[PROVIDED RECORDS]

//! Program specific information sections.
//!
//! Every section shares one header layout (table id, syntax indicator,
//! section length) and an optional syntax region (table id extension,
//! version, section numbers) with a trailing CRC32. The body between them is
//! decoded eagerly into one [`PsiTable`] variant chosen by the caller, usually
//! the [`DemuxRouter`](super::demuxer::DemuxRouter) from the PID the section
//! arrived on.
//!
//! ```rust
//! use tsmarker::format::ts::psi::{Pat, PatEntry, PsiSection, TableKind};
//!
//! # fn main() -> Result<(), Box<dyn std::error::Error>> {
//! let mut pat = Pat::new();
//! pat.programs.push(PatEntry { program_number: 1, pid: 0x100 });
//!
//! let bytes = PsiSection::from_pat(1, pat.clone()).encode()?;
//! let section = PsiSection::decode(&bytes, true, TableKind::Pat)?;
//!
//! assert_eq!(section.as_pat(), Some(&pat));
//! assert_eq!(section.crc_valid(), Some(true));
//! # Ok(())
//! # }
//! ```

pub mod cat;
pub mod descriptor;
pub mod pat;
pub mod pmt;
pub mod private;

pub use cat::{Cat, DescriptionTable};
pub use descriptor::{CaDescriptor, Descriptor};
pub use pat::{Pat, PatEntry};
pub use pmt::{ElementaryStream, Pmt};
pub use private::PrivateTable;

use super::types::{TABLE_ID_CAT, TABLE_ID_PAT, TABLE_ID_PMT, TABLE_ID_TSDT};
use crate::error::{Result, TsError, Warning};
use crate::utils::{BitCursor, Crc32Mpeg2};
use bytes::Bytes;
use log::debug;

/// Largest legal `section_length`.
pub const MAX_SECTION_LENGTH: u16 = 0x3FD;

/// Bytes counted by `section_length` besides the body when the syntax
/// indicator is set: 5 for the syntax region, 4 for the CRC.
const SYNTAX_OVERHEAD: usize = 9;

/// Which body layout to apply.
#[derive(Debug, Clone, Copy, PartialEq, Eq, Hash)]
pub enum TableKind {
    Pat,
    Pmt,
    Cat,
    Description,
    Private,
    Generic,
}

impl TableKind {
    fn expected_table_id(self) -> Option<u8> {
        match self {
            TableKind::Pat => Some(TABLE_ID_PAT),
            TableKind::Cat => Some(TABLE_ID_CAT),
            TableKind::Pmt => Some(TABLE_ID_PMT),
            TableKind::Description => Some(TABLE_ID_TSDT),
            TableKind::Private | TableKind::Generic => None,
        }
    }
}

/// Long-form section fields present when the syntax indicator is set.
#[derive(Debug, Clone, Copy, PartialEq, Eq)]
pub struct SyntaxSection {
    pub table_id_extension: u16,
    pub reserved: u8,
    pub version: u8,
    pub current_next: bool,
    pub section_number: u8,
    pub last_section_number: u8,
}

impl SyntaxSection {
    pub fn new(table_id_extension: u16) -> Self {
        Self {
            table_id_extension,
            reserved: 0b11,
            version: 0,
            current_next: true,
            section_number: 0,
            last_section_number: 0,
        }
    }

    fn decode(cursor: &mut BitCursor) -> Result<Self> {
        Ok(Self {
            table_id_extension: cursor.read_u16()?,
            reserved: cursor.read_uint(2)? as u8,
            version: cursor.read_uint(5)? as u8,
            current_next: cursor.read_bool()?,
            section_number: cursor.read_u8()?,
            last_section_number: cursor.read_u8()?,
        })
    }

    fn encode(&self, cursor: &mut BitCursor) -> Result<()> {
        cursor.write_uint(self.table_id_extension as u64, 16)?;
        cursor.write_uint(self.reserved as u64, 2)?;
        cursor.write_uint(self.version as u64, 5)?;
        cursor.write_bool(self.current_next);
        cursor.write_uint(self.section_number as u64, 8)?;
        cursor.write_uint(self.last_section_number as u64, 8)
    }
}

/// Decoded section body.
#[derive(Debug, Clone, PartialEq, Eq)]
pub enum PsiTable {
    Pat(Pat),
    Pmt(Pmt),
    Cat(Cat),
    Description(DescriptionTable),
    Private(PrivateTable),
    Generic(PrivateTable),
}

impl PsiTable {
    pub fn kind(&self) -> TableKind {
        match self {
            PsiTable::Pat(_) => TableKind::Pat,
            PsiTable::Pmt(_) => TableKind::Pmt,
            PsiTable::Cat(_) => TableKind::Cat,
            PsiTable::Description(_) => TableKind::Description,
            PsiTable::Private(_) => TableKind::Private,
            PsiTable::Generic(_) => TableKind::Generic,
        }
    }

    fn encode(&self, cursor: &mut BitCursor) -> Result<()> {
        match self {
            PsiTable::Pat(pat) => pat.encode(cursor),
            PsiTable::Pmt(pmt) => pmt.encode(cursor),
            PsiTable::Cat(cat) => cat.encode(cursor),
            PsiTable::Description(table) => table.encode(cursor),
            PsiTable::Private(table) | PsiTable::Generic(table) => {
                table.encode(cursor);
                Ok(())
            }
        }
    }
}

/// A single PSI section as carried in one payload.
#[derive(Debug, Clone, PartialEq, Eq)]
pub struct PsiSection {
    pub pointer_field: Option<u8>,
    pub table_id: u8,
    pub private_indicator: bool,
    pub reserved: u8,
    /// Declared length; recomputed from the body on encode.
    pub section_length: u16,
    pub syntax: Option<SyntaxSection>,
    pub table: PsiTable,
    pub crc32: Option<u32>,
    pub warnings: Vec<Warning>,
    raw: Bytes,
}

impl PsiSection {
    /// A section ready for encoding. The CRC is computed on encode.
    pub fn new(table_id: u8, syntax: Option<SyntaxSection>, table: PsiTable) -> Self {
        Self {
            pointer_field: Some(0),
            table_id,
            private_indicator: false,
            reserved: 0b11,
            section_length: 0,
            syntax,
            table,
            crc32: None,
            warnings: Vec::new(),
            raw: Bytes::new(),
        }
    }

    pub fn from_pat(transport_stream_id: u16, pat: Pat) -> Self {
        Self::new(
            TABLE_ID_PAT,
            Some(SyntaxSection::new(transport_stream_id)),
            PsiTable::Pat(pat),
        )
    }

    pub fn from_pmt(pmt: Pmt) -> Self {
        Self::new(
            TABLE_ID_PMT,
            Some(SyntaxSection::new(pmt.program_number)),
            PsiTable::Pmt(pmt),
        )
    }

    pub fn from_cat(cat: Cat) -> Self {
        Self::new(
            TABLE_ID_CAT,
            Some(SyntaxSection::new(0xFFFF)),
            PsiTable::Cat(cat),
        )
    }

    /// Decodes the section at the start of `payload`.
    ///
    /// `has_pointer` must be the payload-unit-start flag of the carrying
    /// frame. A section running past the end of `payload` is truncated with
    /// a warning and has no CRC.
    pub fn decode(payload: &[u8], has_pointer: bool, kind: TableKind) -> Result<Self> {
        let mut cursor = BitCursor::from(payload);
        let mut warnings = Vec::new();

        let pointer_field = if has_pointer {
            let pointer = cursor.read_u8()?;
            cursor.skip(pointer as usize * 8)?;
            Some(pointer)
        } else {
            None
        };

        let start = cursor.position();
        let table_id = cursor.read_u8()?;
        if table_id == 0xFF {
            return Err(TsError::InvalidData(
                "only stuffing where a section should start".into(),
            ));
        }
        let syntax_indicator = cursor.read_bool()?;
        let private_indicator = cursor.read_bool()?;
        let reserved = cursor.read_uint(2)? as u8;
        let section_length = cursor.read_uint(12)? as u16;
        if section_length > MAX_SECTION_LENGTH {
            warnings.push(Warning::MalformedSection {
                field: "section_length",
                declared: section_length as usize,
                available: MAX_SECTION_LENGTH as usize,
            });
        }

        let header_end = cursor.position();
        let declared_end = header_end + section_length as usize * 8;
        let complete = declared_end <= cursor.len();
        if !complete {
            warnings.push(Warning::MalformedSection {
                field: "section",
                declared: section_length as usize,
                available: (cursor.len() - header_end) / 8,
            });
        }
        let section_end = declared_end.min(cursor.len());

        let syntax = if syntax_indicator {
            if (section_length as usize) < SYNTAX_OVERHEAD {
                return Err(TsError::InvalidData(format!(
                    "section_length {} is too short for the syntax region",
                    section_length
                )));
            }
            Some(SyntaxSection::decode(&mut cursor)?)
        } else {
            None
        };

        let (body_end, crc32) = match syntax {
            Some(_) if complete => {
                let crc_position = declared_end - 32;
                (crc_position, Some(cursor.read_uint_at(crc_position, 32)? as u32))
            }
            _ => (section_end, None),
        };
        let body_start = cursor.position();
        let body = cursor.read_bytes_at(body_start, body_end.saturating_sub(body_start))?;
        let mut body = BitCursor::from_bytes(body);

        let kind = match kind.expected_table_id() {
            Some(expected) if expected != table_id => {
                debug!(
                    "table id {:#04x} where {:?} expects {:#04x}, keeping body opaque",
                    table_id, kind, expected
                );
                TableKind::Generic
            }
            _ => kind,
        };
        let table_id_extension = syntax.map_or(0, |s| s.table_id_extension);
        let table = match kind {
            TableKind::Pat => PsiTable::Pat(Pat::decode(&mut body, &mut warnings)?),
            TableKind::Pmt => {
                PsiTable::Pmt(Pmt::decode(&mut body, table_id_extension, &mut warnings)?)
            }
            TableKind::Cat => PsiTable::Cat(Cat::decode(&mut body, &mut warnings)?),
            TableKind::Description => {
                PsiTable::Description(DescriptionTable::decode(&mut body, &mut warnings)?)
            }
            TableKind::Private => PsiTable::Private(PrivateTable::decode(&mut body)?),
            TableKind::Generic => PsiTable::Generic(PrivateTable::decode(&mut body)?),
        };

        Ok(Self {
            pointer_field,
            table_id,
            private_indicator,
            reserved,
            section_length,
            syntax,
            table,
            crc32,
            warnings,
            raw: Bytes::copy_from_slice(&payload[start / 8..section_end / 8]),
        })
    }

    /// Serializes pointer field, header, syntax region, body and CRC.
    ///
    /// A CRC carried over from decoding is written back unchanged; sections
    /// built in memory get a freshly computed one.
    pub fn encode(&self) -> Result<Bytes> {
        let mut body = BitCursor::new();
        self.table.encode(&mut body)?;
        let body = body.into_bytes();

        let overhead = if self.syntax.is_some() { SYNTAX_OVERHEAD } else { 0 };
        let section_length = body.len() + overhead;
        if section_length > MAX_SECTION_LENGTH as usize {
            return Err(TsError::InvalidData(format!(
                "section body of {} bytes exceeds the maximum section length",
                body.len()
            )));
        }

        let mut cursor = BitCursor::new();
        if let Some(pointer) = self.pointer_field {
            cursor.write_uint(pointer as u64, 8)?;
            for _ in 0..pointer {
                cursor.write_uint(0xFF, 8)?;
            }
        }
        let start = cursor.position();
        cursor.write_uint(self.table_id as u64, 8)?;
        cursor.write_bool(self.syntax.is_some());
        cursor.write_bool(self.private_indicator);
        cursor.write_uint(self.reserved as u64, 2)?;
        cursor.write_uint(section_length as u64, 12)?;
        if let Some(syntax) = &self.syntax {
            syntax.encode(&mut cursor)?;
        }
        cursor.write_bytes(&body);

        if self.syntax.is_some() {
            let crc = match self.crc32 {
                Some(crc) => crc,
                None => {
                    let covered = cursor.read_bytes_at(start, cursor.position() - start)?;
                    Crc32Mpeg2::new().calculate(&covered)
                }
            };
            cursor.write_uint(crc as u64, 32)?;
        }
        Ok(cursor.to_bytes())
    }

    pub fn kind(&self) -> TableKind {
        self.table.kind()
    }

    pub fn syntax_indicator(&self) -> bool {
        self.syntax.is_some()
    }

    pub fn table_id_extension(&self) -> Option<u16> {
        self.syntax.map(|s| s.table_id_extension)
    }

    pub fn version(&self) -> Option<u8> {
        self.syntax.map(|s| s.version)
    }

    /// Section bytes from the table id on, as decoded.
    pub fn raw(&self) -> &Bytes {
        &self.raw
    }

    /// Checks the stored CRC against the decoded bytes. `None` when the
    /// section has no CRC or was not decoded from bytes.
    pub fn crc_valid(&self) -> Option<bool> {
        self.crc32?;
        if self.raw.is_empty() {
            return None;
        }
        Some(Crc32Mpeg2::new().verify(&self.raw))
    }

    pub fn as_pat(&self) -> Option<&Pat> {
        match &self.table {
            PsiTable::Pat(pat) => Some(pat),
            _ => None,
        }
    }

    pub fn as_pmt(&self) -> Option<&Pmt> {
        match &self.table {
            PsiTable::Pmt(pmt) => Some(pmt),
            _ => None,
        }
    }

    pub fn as_cat(&self) -> Option<&Cat> {
        match &self.table {
            PsiTable::Cat(cat) => Some(cat),
            _ => None,
        }
    }

    pub fn as_description(&self) -> Option<&DescriptionTable> {
        match &self.table {
            PsiTable::Description(table) => Some(table),
            _ => None,
        }
    }

    /// Opaque body of private and generic sections.
    pub fn private_data(&self) -> Option<&Bytes> {
        match &self.table {
            PsiTable::Private(table) | PsiTable::Generic(table) => Some(&table.data),
            _ => None,
        }
    }
}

[/PROVIDED RECORDS]

From the records above, print exactly the lines that run from the line with "body and CRC." to the line with "cursor.write_uint(pointer as u64, 8)?;", inclusive.

    /// Serializes pointer field, header, syntax region, body and CRC.
    ///
    /// A CRC carried over from decoding is written back unchanged; sections
    /// built in memory get a freshly computed one.
    pub fn encode(&self) -> Result<Bytes> {
        let mut body = BitCursor::new();
        self.table.encode(&mut body)?;
        let body = body.into_bytes();

        let overhead = if self.syntax.is_some() { SYNTAX_OVERHEAD } else { 0 };
        let section_length = body.len() + overhead;
        if section_length > MAX_SECTION_LENGTH as usize {
            return Err(TsError::InvalidData(format!(
                "section body of {} bytes exceeds the maximum section length",
                body.len()
            )));
        }

        let mut cursor = BitCursor::new();
        if let Some(pointer) = self.pointer_field {
            cursor.write_uint(pointer as u64, 8)?;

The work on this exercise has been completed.